Is there any way to get higher accuracy?
Andreas August 5, 2015 at 1:09 pm
Hey guys! MonkeyLearn looks great! Loving the platform so far!
I’m build a classifier for my app and was wondering, is there any way to get higher accuracy? The results so far looks very good but would appreciate any tips!
These are some of the things you could do to improve the accuracy of your classifier:
Training Samples should be representative of the category
You should only use training samples that are really representative to the category and that provides learning value to the prediction model.
If a human reads the training sample and cannot directly associate the text to its category, you shouldn’t use it as a training sample.
For example, let’s imagine that we are building a classifier that does sentiment analysis of restaurant reviews with just 2 categories: ‘Good reviews’ and ‘bad reviews’.
It’s useless to add a training sample that says something like ‘does the menu includes a vegetarian option?’ because although its related to restaurants, a) it’s not a restaurant review b) it doesn’t have a ‘positive’ or ‘negative’ sentiment.
Quality of training samples
As mentioned in the last point, each sample that we upload to MonkeyLearn has to be representative of the category. It’s much better to start with fewer samples, but being 100% sure that those samples are really representative of each of your categories, than just add tons of data but with tons of noise.
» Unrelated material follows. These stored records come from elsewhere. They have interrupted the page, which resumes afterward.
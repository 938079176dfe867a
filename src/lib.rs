//! Evidence scoring core for HLA disease association curations.
//!
//! Curator answers flow through [`score::QuestionnaireValidator`] into a
//! [`score::Questionnaire`], which [`score::ScoreCalculator`] turns into a
//! numeric score. Both read from one shared [`score::RuleCatalog`].

pub mod config;
pub mod error;
pub mod score;
pub mod telemetry;
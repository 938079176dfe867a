mod calculator;
mod common;
mod engine;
Some of our users adds thousands of training samples at once (when are creating a custom classifier for the first time) thinking that the high volumes of data is really great for the machine learning algorithm, but by doing that, they don’t really pay attention to the data they upload as training samples. And most of the times many of those training samples are incorrectly tagged or categorized.
It’s like teaching history to a kid with a history book that has many facts that are plain wrong. The kid will ‘learn’ from this, but he will learn from really wrong information. He will definitely don’t know about history, no matter how much he reads and learns from this book. With a machine learning classifier its like the same situation.
So, it’s much better to start with just a few but quality training samples, but that are really representative of each category. And take it from there. Afterwards, you can work on improving the accuracy of this classifier by adding more quality data (the more the better).
Add more training data
Quantity of data, along side with quality of the data, is the most important thing to improve the accuracy of your classifier. The more training samples we add to our classifier, the better.
Basically, when we add more training samples to the classifier, we are giving the algorithm more information to learn for each category.
Overlapping of samples
Try to avoid using training samples that are ambiguous or have overlapping with other samples in other categories. There should be no doubt in which category a training sample should be placed, they have to be really representative of the category.
There are some training samples on your classifier that are really short and that doesn’t really help a machine learning algorithm to learn to categorize a new text.
For example, in the ‘feedback’ category I have seen some samples like “No!” or “Yeah!” that doesn’t help an algorithm (or even a human) to learn to identify a new text as feedback.
We recommend to use only the longer training samples (usually 4 or more words).
Depending on the classifier you are trying to build, the algorithm you should use. Sometimes Support Vector Machines is the way to go, but in some cases Multinomial Naive Bayes may perform better.
We recommend trying out both algorithms and see which one works better for your particular use case.
Check out the performance measures to see which categories may need more work with their training samples. You shouldn’t just see ‘accuracy’ but also ‘precision’ and ‘recall’ to really understand how well is working out a category.
Keyword cloud and keyword list
After you train your model, you should check the keyword cloud and the keyword lists to see which terms and words the algorithm has learned to associate for the different Futurama characters. Does those words make sense? Are there any words that should or shouldn’t be there? This is a great way to understand your machine learning model and to see what changes you should do within your categories.
A confusion matrix is a table that shows counts on how the test samples where classified for each category they actually belong. It gives you a quick idea on what categories need more work, It’s an excellent tool when you are in the process of cleaning up your samples.
Doing manual tests of your classifier, to detect what things was accurate and what things was inaccurate is one of the best ways to understand the strengths and weakness of your classifier and to understand which areas you should focus and work on your classifier.
Hope this helps. Please let me know how it goes :)
Does the number of samples for each category need to be also representative in number when using Bayes?
For example; I have two categories and one is 10x more frequent than the other…does it make a difference to have 10x samples to train Bayes well (thinking about the probability of the prior)?
Thanks – Luis
Hi Luis, good question.
If your are not using the parameter ‘normalize weights’ within your module, it does makes a difference in the probabilities in NB when you have two categories and one is 10x more frequent than the other.
Also, we usually suggest to balance the number of samples you use for each category. It’s only recommended to be disproportionate in the number of samples only when it’s ‘reflecting the reality’ (for example when category A is much much more common than category b).